I don’t really have time for lengthy articles this morning, but working in a tech field myself (software dev) I can personally attest to very few women being capable of the math, 3d-thinking and logic to be more than moderately successful.
In before the Thomas Dolby video.
I have one girl who is a “feeling” type person.
She wants to do some kind of therapy. Occupational, Physical, or Respiratory.
The other girl is Math whiz. She would prefer to sit on a computer than almost anything else. That one wants to be an electrical engineer.
You can’t MAKE and kid, male or female into a math and science person. It’s there or it’s not and with females being the more “feeling” sex, most times, it’s just not there.
Which is why I went into medicine myself.
I overheard a couple of scientists discussing women the other day.
Dammit
It’s just not fair
and we must spend money to try and make it fair.
And while I’m at it, all little girls should play with toy soldiers and guns too
by law.
Secondly, what liberal feel good claptrap!
Reminds me of the big study on ‘gender bias’ against girls in school. The only evidence of this so called ‘bias’ was that they scored less well on standardized tests.
Despite scoring lower on tests of ‘academic ability’ girls on average got higher grades and more of them went on to college, and most of their teachers were women.
So the “bias” that girls faced in school was mostly FROM women, and was rather ineffective in that despite supposedly lower ‘academic ability’ they got higher grades and more went on to higher education. If that is bias, send some over here!
The women engineers I have worked with don’t last very long. One structural engineer was so unsure of herself I would give her somethng simple on Monday only to be told on Friday she couldn’t figure something out.
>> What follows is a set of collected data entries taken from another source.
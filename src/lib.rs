//! # lazypipe-rs: Lazy Data-Processing Pipelines
//!
//! Build a computation graph by calling processing functions on node handles,
//! then run it many times with concrete inputs. A call whose arguments contain
//! a node does not execute: it adds a function node and returns its handle.
//! A [`Pipeline`] fixes the inputs, the outputs and the execution order of
//! everything in between, and checks each output with its validators.
//!
//! ## Architecture
//!
//! - **Graph**: Arena of nodes addressed by `NodeId`, plus the execution mode
//! - **Deferred functions**: `DeferredFn` builds nodes or, in instant mode, runs directly
//! - **Pipeline**: Compiled execution plan, per-output validators, nesting via `as_deferred`
//! - **Functions**: Built-in tensor transforms and Rhai-scripted functions
//!
//! ## Configuration
//!
//! An optional TOML file under the platform config directory (`dev.hxyulin.lazypipe-rs`)
//! sets the default execution mode and the logging filter.
//!
//! ## Example
//!
//! ```ignore
//! use lazypipe_rs::{args, FunctionRegistry, Graph, Pipeline, Tensor, Value};
//! use lazypipe_rs::validator::MinMaxValidator;
//!
//! let registry = FunctionRegistry::with_builtins()?;
//! let rescale = registry.get("rescale").unwrap();
//! let pad = registry.get("rpad_rcut").unwrap();
//!
//! let mut graph = Graph::new();
//! let signal = graph.input_node("signal");
//! let scaled = rescale.call(&mut graph, args![signal])?.into_node()?;
//! let padded = pad.call(&mut graph, args![scaled, 16])?.into_node()?;
//!
//! let mut pipeline = Pipeline::new(&graph, signal, padded)?;
//! pipeline.add_validator(MinMaxValidator::new(Some(0.0), Some(1.0))?, 0)?;
//!
//! let data = Tensor::from_rows(vec![vec![2.0, 4.0, 6.0]])?;
//! let out = pipeline.call(&mut graph, [Value::Tensor(data)])?;
//! ```

pub mod config;
pub mod deferred;
pub mod error;
pub mod functions;
pub mod logging;
pub mod pipeline;
pub mod scripting;
pub mod types;
pub mod validator;

// Re-export commonly used types
pub use config::EngineConfig;
pub use deferred::{Arg, Deferral, DeferredFn, ExecutionMode, FunctionRegistry};
pub use error::{PipelineError, Result};
pub use pipeline::{Graph, NodeId, Pipeline};
pub use types::{ItemKey, Kwargs, Tensor, Value, ValueKind};
pub use validator::{ValidationError, Validator};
She would not wet her pants if her pants were on fire without thinking about it for a day.
Back in Missouri, the saying used to be that at the University of Missouri - Rolla (the big science/tech/engineering school), there are tons of women, just not very many of them.
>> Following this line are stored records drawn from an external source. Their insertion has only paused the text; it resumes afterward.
//! Rhai Scripting Engine for Processing Functions
//!
//! This module lets users define processing functions as Rhai scripts and
//! use them like any other deferred function.
//!
//! ## Script Variables
//!
//! The following variables are available in a script:
//!
//! - `args` - Array of every positional argument
//! - `x0`, `x1`, ... - The positional arguments one by one
//! - every keyword argument, under its own name
//!
//! Numbers, booleans and strings map to their Rhai counterparts, lists to
//! arrays, maps to object maps and tensors to flat float arrays. The value of
//! the last expression is the result; `()` becomes an empty value.
//!
//! ## Helper Functions
//!
//! - `sum(array)`, `mean(array)`, `min_of(array)`, `max_of(array)` - Array statistics
//! - `abs`, `sqrt`, `pow`, `exp`, `ln`, `floor`, `ceil`, `round` - Math on floats
//! - `clamp(x, min, max)`, `lerp(a, b, t)`, `map_range(x, in_min, in_max, out_min, out_max)`
//!
//! ## Example Scripts
//!
//! Scaling with a keyword argument:
//! ```rhai
//! x0 * gain
//! ```
//!
//! Centering an array:
//! ```rhai
//! let m = mean(x0);
//! x0.map(|v| v - m)
//! ```

mod engine;

pub use engine::{ScriptEngine, ScriptFunction};

use crate::error::{PipelineError, Result};
use rhai::{Engine, AST};
use std::collections::HashMap;
use std::sync::{Arc, RwLock};

/// A compiled script that can be executed efficiently
#[derive(Clone)]
pub struct CompiledScript {
    /// The compiled AST
    ast: AST,
    /// Script source text
    source: String,
    /// Name/identifier for this script
    name: String,
}

impl CompiledScript {
    /// Get the source code of this script
    pub fn source(&self) -> &str {
        &self.source
    }

    /// Get the name of this script
    pub fn name(&self) -> &str {
        &self.name
    }
}

impl std::fmt::Debug for CompiledScript {
    fn fmt(&self, f: &mut std::fmt::Formatter<'_>) -> std::fmt::Result {
        f.debug_struct("CompiledScript")
            .field("name", &self.name)
            .field("source", &self.source)
            .finish()
    }
}

/// Cache for compiled scripts to avoid recompilation
#[derive(Default)]
pub struct ScriptCache {
    /// Map from script source to its AST
    cache: HashMap<String, AST>,
}

impl ScriptCache {
    pub fn new() -> Self {
        Self::default()
    }

    /// Get a cached script or compile and cache it
    pub fn get_or_compile(&mut self, engine: &Engine, name: &str, source: &str) -> Result<CompiledScript> {
        let ast = match self.cache.get(source) {
            Some(ast) => ast.clone(),
            None => {
                let ast = engine.compile(source).map_err(PipelineError::from_rhai_parse)?;
                self.cache.insert(source.to_string(), ast.clone());
                ast
            }
        };
        Ok(CompiledScript {
            ast,
            source: source.to_string(),
            name: name.to_string(),
        })
    }

    pub fn len(&self) -> usize {
        self.cache.len()
    }

    pub fn is_empty(&self) -> bool {
        self.cache.is_empty()
    }

    /// Drop the compiled form of `source`
    pub fn invalidate(&mut self, source: &str) {
        self.cache.remove(source);
    }

    pub fn clear(&mut self) {
        self.cache.clear();
    }
}

/// Thread-safe script cache wrapper
pub type SharedScriptCache = Arc<RwLock<ScriptCache>>;

/// Built-in processing scripts
pub mod builtins {
    /// Multiply the data by `gain`
    pub const GAIN: &str = "x0 * gain";

    /// Subtract the mean of an array from every element
    pub const CENTER: &str = r#"
let m = mean(x0);
x0.map(|v| v - m)
"#;

    /// Clip every element of an array to [0, 1]
    pub const CLIP_UNIT: &str = r#"
x0.map(|v| clamp(v, 0.0, 1.0))
"#;

    /// Sum of all positional arguments
    pub const SUM_ARGS: &str = r#"
let total = 0.0;
for a in args { total += a; }
total
"#;

    /// List of all built-in scripts with their function names
    pub fn all() -> Vec<(&'static str, &'static str)> {
        vec![
            ("gain", GAIN),
            ("center", CENTER),
            ("clip_unit", CLIP_UNIT),
            ("sum_args", SUM_ARGS),
        ]
    }
}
I graduated from an engineering school. I can still remember every girl that attended the school.
Very good comment, thanks.
Me too. Three of them in the entire Civil program. They were the first 3 with jobs, the black woman first to get hired.
“Right now, scientists are developing a better “TOMATO””. - Right Now - Van Halen
Jeepers, wasn’t Title IX enough?
Public school is mostly unbearable for little boys. They are biologically wired to be independent and hands-on. Fortunately, some teachers are taking the initiative to put variations in the lessons despite the tight federal and state curriculum.
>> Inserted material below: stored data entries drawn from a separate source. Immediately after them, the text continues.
//! Image files and resampling through the `image` crate.

use super::ArgReader;
use crate::types::{Kwargs, Tensor, Value};
use ::image::imageops::{self, FilterType};
use ::image::{ImageBuffer, Luma};
use anyhow::{anyhow, bail, ensure, Context};

/// Read an image file as a `(height, width, 3)` RGB tensor with values in `[0, 255]`.
pub fn open_rgb_image(args: &[Value], kwargs: &Kwargs) -> anyhow::Result<Value> {
    let reader = ArgReader::new("open_rgb_image", args, kwargs);
    let path = reader.str(0, "path")?;
    let rgb = ::image::open(path)
        .with_context(|| format!("failed to open image {path:?}"))?
        .to_rgb8();
    let (width, height) = rgb.dimensions();
    let data = rgb.into_raw().into_iter().map(f64::from).collect();
    let tensor = Tensor::new(vec![height as usize, width as usize, 3], data)?;
    Ok(Value::Tensor(tensor))
}

/// Resize towards `target_shape`, letting the aspect ratio drift by at most
/// `max_ratio_distortion` (relative) and never exceeding the target.
pub fn resize_with_max_distortion(args: &[Value], kwargs: &Kwargs) -> anyhow::Result<Value> {
    let reader = ArgReader::new("resize_with_max_distortion", args, kwargs);
    let data = reader.tensor(0, "data")?;
    let [target_h, target_w] = reader.pair(1, "target_shape")?;
    let max_ratio_distortion = reader.f64(2, "max_ratio_distortion")?;

    let (height, width) = match *data.shape() {
        [h, w] | [h, w, _] => (h, w),
        _ => bail!("Input data is not a 2D or 3D array"),
    };
    ensure!(height > 0 && width > 0, "cannot resize an empty image");
    ensure!(
        target_h > 0 && target_w > 0,
        "target_shape must be positive, got {:?}",
        [target_h, target_w]
    );

    let (new_h, new_w) =
        distortion_bounded_size(height, width, [target_h, target_w], max_ratio_distortion);
    ensure!(
        new_h > 0 && new_w > 0,
        "resizing {:?} to {:?} leaves no pixels",
        [height, width],
        [target_h, target_w]
    );
    Ok(Value::Tensor(resample(data, new_h, new_w)?))
}

/// Output `(height, width)` for [`resize_with_max_distortion`].
///
/// The target aspect ratio is clamped to within `max_ratio_distortion` of the
/// original one, then the largest size with that ratio fitting in `target` is
/// taken, truncating to whole pixels.
pub fn distortion_bounded_size(
    height: usize,
    width: usize,
    target: [usize; 2],
    max_ratio_distortion: f64,
) -> (usize, usize) {
    let [target_h, target_w] = target;
    let original_ratio = width as f64 / height as f64;
    let target_ratio = target_w as f64 / target_h as f64;
    let ratio = target_ratio
        .max(original_ratio * (1.0 - max_ratio_distortion))
        .min(original_ratio * (1.0 + max_ratio_distortion));

    let (mut new_h, mut new_w);
    if ratio > target_ratio {
        new_h = target_h;
        new_w = (new_h as f64 * ratio) as usize;
        if new_w > target_w {
            new_w = target_w;
            new_h = (new_w as f64 / ratio) as usize;
        }
    } else {
        new_w = target_w;
        new_h = (new_w as f64 / ratio) as usize;
        if new_h > target_h {
            new_h = target_h;
            new_w = (new_h as f64 * ratio) as usize;
        }
    }
    (new_h.min(target_h), new_w.min(target_w))
}

/// Bilinear resize of every channel plane to `new_h x new_w`.
fn resample(data: &Tensor, new_h: usize, new_w: usize) -> anyhow::Result<Tensor> {
    let (height, width, channels) = match *data.shape() {
        [h, w] => (h, w, None),
        [h, w, c] => (h, w, Some(c)),
        _ => bail!("Input data is not a 2D or 3D array"),
    };
    let depth = channels.unwrap_or(1);
    let mut out_shape = vec![new_h, new_w];
    out_shape.extend(channels);
    let mut out = Tensor::zeros(out_shape);

    for k in 0..depth {
        let plane: Vec<f64> = (0..height * width).map(|i| data.data()[i * depth + k]).collect();
        // float samples are clamped to [0, 1] while resampling
        let lo = plane.iter().copied().fold(f64::INFINITY, f64::min);
        let hi = plane.iter().copied().fold(f64::NEG_INFINITY, f64::max);
        let span = if hi > lo { hi - lo } else { 1.0 };
        let normalized = plane.iter().map(|v| ((v - lo) / span) as f32).collect();

        let buffer: ImageBuffer<Luma<f32>, Vec<f32>> =
            ImageBuffer::from_raw(width as u32, height as u32, normalized)
                .ok_or_else(|| anyhow!("channel {k} does not fill a {height}x{width} plane"))?;
        let resized = imageops::resize(&buffer, new_w as u32, new_h as u32, FilterType::Triangle);
        for (x, y, pixel) in resized.enumerate_pixels() {
            let value = f64::from(pixel.0[0]) * span + lo;
            match channels {
                Some(_) => out.set(&[y as usize, x as usize, k], value),
                None => out.set(&[y as usize, x as usize], value),
            }
        }
    }
    Ok(out)
}
//! Cache key conventions for collection data.
//!
//! The cache does not know about collections. Read and write paths build
//! keys through these helpers so invalidation hits the same strings the
//! readers populated.

/// Last segment of the listing key.
pub const LISTING_SEGMENT: &str = "all";

/// Key of a collection's full listing: `collection:<name>:all`.
pub fn collection_all(collection: &str) -> String {
    format!("collection:{collection}:{LISTING_SEGMENT}")
}

/// Key of a single document: `collection:<name>:<id>`.
///
/// `None` for an id whose key would be the listing key; such documents are
/// never cached on their own.
pub fn collection_item(collection: &str, id: &str) -> Option<String> {
    (id != LISTING_SEGMENT).then(|| format!("collection:{collection}:{id}"))
}

/// Prefix covering every key of a collection.
pub fn collection_prefix(collection: &str) -> String {
    format!("collection:{collection}:")
}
An attractive girl attending Caltech can expect to be continuously courted by 10000 men on an hourly basis.
"Good heavens, Miss Sakamoto, you're beautiful."
Coddling the little dears ‘independence’ and ‘hands on’ tendencies sounds like typical “education” reform.
They used to be a LOT more strict, regimented and disciplined. And education has declined from those times as academic rigor has steadily given way to making sure the poor little dears are not at all inconvenienced or made uncomfortable by the pace of the lesson plan and making sure their self esteem is high and that their impulses are catered to.